| PROBLEM TO SOLVE |
Pull each line with the string "LinearSchedule" from the entries.

Records from a data source:
══════════

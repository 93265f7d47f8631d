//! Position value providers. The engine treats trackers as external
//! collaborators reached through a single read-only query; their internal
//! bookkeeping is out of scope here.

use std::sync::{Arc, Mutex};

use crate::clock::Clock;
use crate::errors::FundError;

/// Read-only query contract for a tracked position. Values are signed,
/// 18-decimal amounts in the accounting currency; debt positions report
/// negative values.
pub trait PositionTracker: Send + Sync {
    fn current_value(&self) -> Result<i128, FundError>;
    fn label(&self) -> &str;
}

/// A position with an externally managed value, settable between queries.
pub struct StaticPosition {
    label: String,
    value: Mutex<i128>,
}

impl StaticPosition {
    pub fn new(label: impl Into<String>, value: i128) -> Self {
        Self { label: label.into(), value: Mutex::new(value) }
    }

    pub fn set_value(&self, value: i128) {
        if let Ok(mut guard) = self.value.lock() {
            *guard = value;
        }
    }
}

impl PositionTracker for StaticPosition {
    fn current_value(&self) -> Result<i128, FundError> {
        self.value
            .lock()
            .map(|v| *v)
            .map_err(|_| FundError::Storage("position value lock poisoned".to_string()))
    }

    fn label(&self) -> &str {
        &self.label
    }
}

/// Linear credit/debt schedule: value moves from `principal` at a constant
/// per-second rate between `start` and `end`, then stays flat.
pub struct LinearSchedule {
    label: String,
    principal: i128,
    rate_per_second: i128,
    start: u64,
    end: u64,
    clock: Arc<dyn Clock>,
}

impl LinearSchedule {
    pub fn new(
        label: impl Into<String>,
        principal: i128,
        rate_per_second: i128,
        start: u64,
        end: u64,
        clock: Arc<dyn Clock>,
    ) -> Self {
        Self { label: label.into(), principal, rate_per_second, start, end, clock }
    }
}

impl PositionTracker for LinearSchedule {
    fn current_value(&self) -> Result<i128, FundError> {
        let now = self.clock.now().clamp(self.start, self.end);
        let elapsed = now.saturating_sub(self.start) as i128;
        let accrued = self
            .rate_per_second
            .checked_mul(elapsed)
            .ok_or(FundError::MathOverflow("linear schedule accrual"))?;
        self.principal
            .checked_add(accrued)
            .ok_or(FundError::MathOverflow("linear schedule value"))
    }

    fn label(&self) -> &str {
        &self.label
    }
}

══════════

| REPLY TO THE TASK |
pub struct LinearSchedule {
impl LinearSchedule {
impl PositionTracker for LinearSchedule {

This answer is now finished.